Consider first the manner in which the treaty was concluded. The two Emperors meet; Francis Joseph surrenders Lombardy to Bonaparte, who makes a present of it to Victor Emmanuel, who, in his turn, although the apparent principal in the war, is not even admitted to the conference which settles the peace. The idea of consulting, even for appearance sake, the voice of the human chattels thus bartered away, is sneered at by the two contractors. Francis Joseph disposes of his property; so does Napoleon III. If the transfer of an estate had been in question, the presence of a law officer, and the fulfillment of some legal formalities, would have been indispensable. No such thing in the transfer of three millions of men. Not even the assent of Victor Emmanuel, the individual upon whom the property was finally settled, is asked for. Such humiliation was too much for a Minister, and Cavour resigned. A King, of course, may say of a country annexed what the Roman Emperor said of money raised: Non olet[2]. There is about it, perhaps, no smell of injury for him.

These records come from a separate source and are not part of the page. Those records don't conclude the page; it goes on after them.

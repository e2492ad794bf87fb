//! Field lines traced from seed points.

pub mod basic;

use super::{ftr, stepping::SteppingSense, stepping::StoppingCause};
use crate::{
    ensure_valid,
    error::TracingResult,
    field::FieldFunction3,
    geometry::{Point3, Vec3},
    io::{utils, Verbosity},
    seeding::Seeder3,
};
use byteorder::{LittleEndian, WriteBytesExt};
use indicatif::ParallelProgressIterator;
use rayon::prelude::*;
use std::{
    io::{self, Write},
    path::Path,
};

#[cfg(feature = "serialization")]
use serde::{
    ser::{SerializeStruct, Serializer},
    Serialize,
};

/// The part of a field line traced from a seed in a single sense.
#[derive(Clone, Debug, PartialEq)]
#[cfg_attr(feature = "serialization", derive(Serialize))]
pub struct FieldLineTrace3 {
    positions: Vec<Point3<ftr>>,
    sense: SteppingSense,
    stopping_cause: StoppingCause,
    length: ftr,
}

/// Defines the properties of a field line tracer for 3D vector fields.
pub trait FieldLineTracer3 {
    /// Traces the field line through the given seed point, producing one
    /// trace for each sense the tracer is configured to trace in.
    fn trace<Fi>(&self, field: &Fi, seed: &Point3<ftr>) -> Vec<FieldLineTrace3>
    where
        Fi: FieldFunction3 + ?Sized;
}

/// A set of traced field lines together with the seeds they were traced from.
#[derive(Clone, Debug)]
pub struct FieldLineSet3 {
    seeds: Vec<Point3<ftr>>,
    seed_indices: Vec<usize>,
    field_lines: Vec<FieldLineTrace3>,
    verbosity: Verbosity,
}

impl FieldLineTrace3 {
    pub(crate) fn new(
        positions: Vec<Point3<ftr>>,
        sense: SteppingSense,
        stopping_cause: StoppingCause,
        length: ftr,
    ) -> Self {
        assert!(
            !positions.is_empty(),
            "Field line trace must contain at least the seed"
        );
        FieldLineTrace3 {
            positions,
            sense,
            stopping_cause,
            length,
        }
    }

    /// Returns the positions along the trace, starting with the seed.
    pub fn positions(&self) -> &[Point3<ftr>] {
        &self.positions
    }

    /// Returns the seed the trace started from.
    pub fn seed(&self) -> &Point3<ftr> {
        &self.positions[0]
    }

    pub fn number_of_points(&self) -> usize {
        self.positions.len()
    }

    pub fn sense(&self) -> SteppingSense {
        self.sense
    }

    pub fn stopping_cause(&self) -> StoppingCause {
        self.stopping_cause
    }

    /// Returns the total distance traced along the field line.
    pub fn length(&self) -> ftr {
        self.length
    }

    pub fn into_positions(self) -> Vec<Point3<ftr>> {
        self.positions
    }

    /// Computes evenly spaced markers indicating the direction of traversal.
    ///
    /// # Parameters
    ///
    /// - `n_markers`: Number of markers to place along the trace.
    ///
    /// # Returns
    ///
    /// A list of `(position, unit tangent)` pairs, where the tangent points from
    /// earlier to later positions of the trace. The list is empty if no markers
    /// were requested or the trace has fewer than two points.
    pub fn direction_markers(&self, n_markers: usize) -> Vec<(Point3<ftr>, Vec3<ftr>)> {
        let n_points = self.positions.len();
        if n_markers == 0 || n_points < 2 {
            return Vec::new();
        }
        let last_idx = n_points - 1;
        (0..n_markers)
            .filter_map(|marker_idx| {
                // Marker k sits at the center of the k'th of n equal segments
                let idx = ((2 * marker_idx + 1) * last_idx) / (2 * n_markers);
                let lower = &self.positions[idx.saturating_sub(1)];
                let upper = &self.positions[usize::min(idx + 1, last_idx)];
                (upper - lower)
                    .normalized()
                    .map(|tangent| (self.positions[idx], tangent))
            })
            .collect()
    }
}

/// Joins the two halves of a field line traced in opposite senses from
/// the same seed into a single sequence of positions.
///
/// The positions of `backward` are reversed and followed by the positions
/// of `forward`, with the shared seed included only once.
pub fn join_half_traces(
    backward: &FieldLineTrace3,
    forward: &FieldLineTrace3,
) -> TracingResult<Vec<Point3<ftr>>> {
    ensure_valid!(
        backward.seed() == forward.seed(),
        "Half traces must share the same seed, got {} and {}",
        backward.seed(),
        forward.seed()
    );
    ensure_valid!(
        backward.sense() != forward.sense(),
        "Half traces must be traced in opposite senses, both were traced in the {} sense",
        forward.sense()
    );
    let mut positions =
        Vec::with_capacity(backward.number_of_points() + forward.number_of_points() - 1);
    positions.extend(backward.positions()[1..].iter().rev());
    positions.extend_from_slice(forward.positions());
    Ok(positions)
}

impl FieldLineSet3 {
    /// Traces field lines through a 3D vector field.
    ///
    /// # Parameters
    ///
    /// - `seeder`: Seeder to use for generating start positions.
    /// - `tracer`: Field line tracer to use.
    /// - `field`: Vector field to trace.
    /// - `verbosity`: Whether and how to pass non-critical information to the user.
    ///
    /// # Returns
    ///
    /// A new `FieldLineSet3` with the traced field lines. Seeds where the field
    /// is singular are discarded before tracing.
    ///
    /// # Type parameters
    ///
    /// - `Sd`: Type of seeder.
    /// - `Tr`: Type of field line tracer.
    /// - `Fi`: Type of field function.
    pub fn trace<Sd, Tr, Fi>(mut seeder: Sd, tracer: &Tr, field: &Fi, verbosity: Verbosity) -> Self
    where
        Sd: Seeder3,
        Tr: FieldLineTracer3 + Sync,
        Fi: FieldFunction3 + Sync + ?Sized,
    {
        let initial_number_of_seeds = seeder.number_of_points();
        seeder.retain_points(|seed| !field.is_singular_at(seed));
        let number_of_dropped_seeds = initial_number_of_seeds - seeder.number_of_points();
        if number_of_dropped_seeds > 0 {
            eprintln!(
                "Warning: Discarded {} seed point(s) where the field is singular",
                number_of_dropped_seeds
            );
        }

        let seeds: Vec<Point3<ftr>> = seeder.into_par_iter().collect();

        if verbosity.print_messages() {
            println!("Found {} start positions", seeds.len());
        }

        let progress_bar = verbosity.create_progress_bar(seeds.len());

        let traced: Vec<(usize, Vec<FieldLineTrace3>)> = seeds
            .par_iter()
            .enumerate()
            .progress_with(progress_bar)
            .map(|(seed_idx, seed)| (seed_idx, tracer.trace(field, seed)))
            .collect();

        let (seed_indices, field_lines): (Vec<_>, Vec<_>) = traced
            .into_iter()
            .flat_map(|(seed_idx, traces)| traces.into_iter().map(move |trace| (seed_idx, trace)))
            .unzip();

        if verbosity.print_messages() {
            println!("Successfully traced {} field lines", field_lines.len());
        }

        FieldLineSet3 {
            seeds,
            seed_indices,
            field_lines,
            verbosity,
        }
    }

    /// Returns the seeds that were traced from.
    pub fn seeds(&self) -> &[Point3<ftr>] {
        &self.seeds
    }

    /// Returns the traced field lines.
    pub fn field_lines(&self) -> &[FieldLineTrace3] {
        &self.field_lines
    }

    /// Returns the index into `seeds` of the seed each field line was traced from.
    pub fn seed_indices(&self) -> &[usize] {
        &self.seed_indices
    }

    pub fn number_of_field_lines(&self) -> usize {
        self.field_lines.len()
    }

    pub fn verbosity(&self) -> &Verbosity {
        &self.verbosity
    }

    /// Serializes the field line data into a custom binary format and writes to the given writer.
    pub fn write_as_custom_binary<W: io::Write>(&self, writer: &mut W) -> io::Result<()> {
        writer.write_u64::<LittleEndian>(self.seeds.len() as u64)?;
        for seed in &self.seeds {
            write_point(writer, seed)?;
        }
        writer.write_u64::<LittleEndian>(self.field_lines.len() as u64)?;
        for (&seed_idx, field_line) in self.seed_indices.iter().zip(&self.field_lines) {
            writer.write_u64::<LittleEndian>(seed_idx as u64)?;
            writer.write_u8(match field_line.sense() {
                SteppingSense::Same => 0,
                SteppingSense::Opposite => 1,
            })?;
            writer.write_u8(field_line.stopping_cause().code())?;
            writer.write_u64::<LittleEndian>(field_line.number_of_points() as u64)?;
            for position in field_line.positions() {
                write_point(writer, position)?;
            }
        }
        Ok(())
    }

    /// Serializes the field line data into a custom binary format and saves at the given path.
    pub fn save_into_custom_binary<P: AsRef<Path>>(&self, output_file_path: P) -> io::Result<()> {
        let mut writer = io::BufWriter::new(utils::create_file_and_required_directories(
            output_file_path,
        )?);
        self.write_as_custom_binary(&mut writer)?;
        writer.flush()
    }

    /// Serializes the field line data into JSON format and writes to the given writer.
    #[cfg(feature = "json")]
    pub fn write_as_json<W: io::Write>(&self, writer: &mut W) -> io::Result<()> {
        utils::write_data_as_json(writer, self)
    }

    /// Serializes the field line data into JSON format and saves at the given path.
    #[cfg(feature = "json")]
    pub fn save_as_json<P: AsRef<Path>>(&self, output_file_path: P) -> io::Result<()> {
        utils::save_data_as_json(output_file_path, self)
    }

    /// Serializes the field line data into pickle format and writes to the given writer.
    ///
    /// The seeds and the field lines are written as two consecutive pickles.
    #[cfg(feature = "pickle")]
    pub fn write_as_combined_pickles<W: io::Write>(&self, writer: &mut W) -> io::Result<()> {
        utils::write_data_as_pickle(writer, &self.seeds)?;
        utils::write_data_as_pickle(writer, &self.indexed_field_lines())
    }

    /// Serializes the field line data into pickle format and saves at the given path.
    ///
    /// The seeds and the field lines are written as two consecutive pickles.
    #[cfg(feature = "pickle")]
    pub fn save_as_combined_pickles<P: AsRef<Path>>(&self, output_file_path: P) -> io::Result<()> {
        let mut writer = io::BufWriter::new(utils::create_file_and_required_directories(
            output_file_path,
        )?);
        self.write_as_combined_pickles(&mut writer)?;
        writer.flush()
    }

    #[cfg(feature = "serialization")]
    fn indexed_field_lines(&self) -> Vec<IndexedFieldLine<'_>> {
        self.seed_indices
            .iter()
            .zip(&self.field_lines)
            .map(|(&seed_index, field_line)| IndexedFieldLine {
                seed_index,
                field_line,
            })
            .collect()
    }
}

fn write_point<W: io::Write>(writer: &mut W, point: &Point3<ftr>) -> io::Result<()> {
    for &coord in point {
        writer.write_f64::<LittleEndian>(coord)?;
    }
    Ok(())
}

#[cfg(feature = "serialization")]
#[derive(Serialize)]
struct IndexedFieldLine<'a> {
    seed_index: usize,
    #[serde(flatten)]
    field_line: &'a FieldLineTrace3,
}

#[cfg(feature = "serialization")]
impl Serialize for FieldLineSet3 {
    fn serialize<S: Serializer>(&self, serializer: S) -> Result<S::Ok, S::Error> {
        let mut s = serializer.serialize_struct("FieldLineSet3", 2)?;
        s.serialize_field("seeds", &self.seeds)?;
        s.serialize_field("field_lines", &self.indexed_field_lines())?;
        s.end()
    }
}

This, we suppose, is what is called in the vocabulary of the Idées Napoléoniennes[3], the "restoration of nationalities." The Congress of Vienna itself, if its transactions be compared with the Villafranca job, may well be suspected of. revolutionary principles and popular sympathies. Italian nationality is to be inaugurated by the studied insult of a convention which declares in broad characters, that Italy had no part in the war against Austria, and, by a necessary consequence, has no voice to utter in settling the peace with Austria. Garibaldi, with his bold mountaineers; the insurrections of Tuscany, Parma, Modena, and the Romagna; Victor Emmanuel himself with his country invaded, his finances dilapidated, and his army decimated; all this counts for nothing. There was a war between a Hapsburg and a Bonaparte. There was no Italian war. Victor Emmanuel cannot lay claim even to the honors of a subaltern ally. He was no party to the struggle; he was only an instrument, and is, therefore, excluded from those rights which, according to the law of nations, accrue to every co-belligerent, however diminutive. He falls short of the honors granted to the German mediatized princes at the peace of 1815[4]. A modest poor relative, let him devour in silence the crumbs dropped from the table of his rich and powerful cousin.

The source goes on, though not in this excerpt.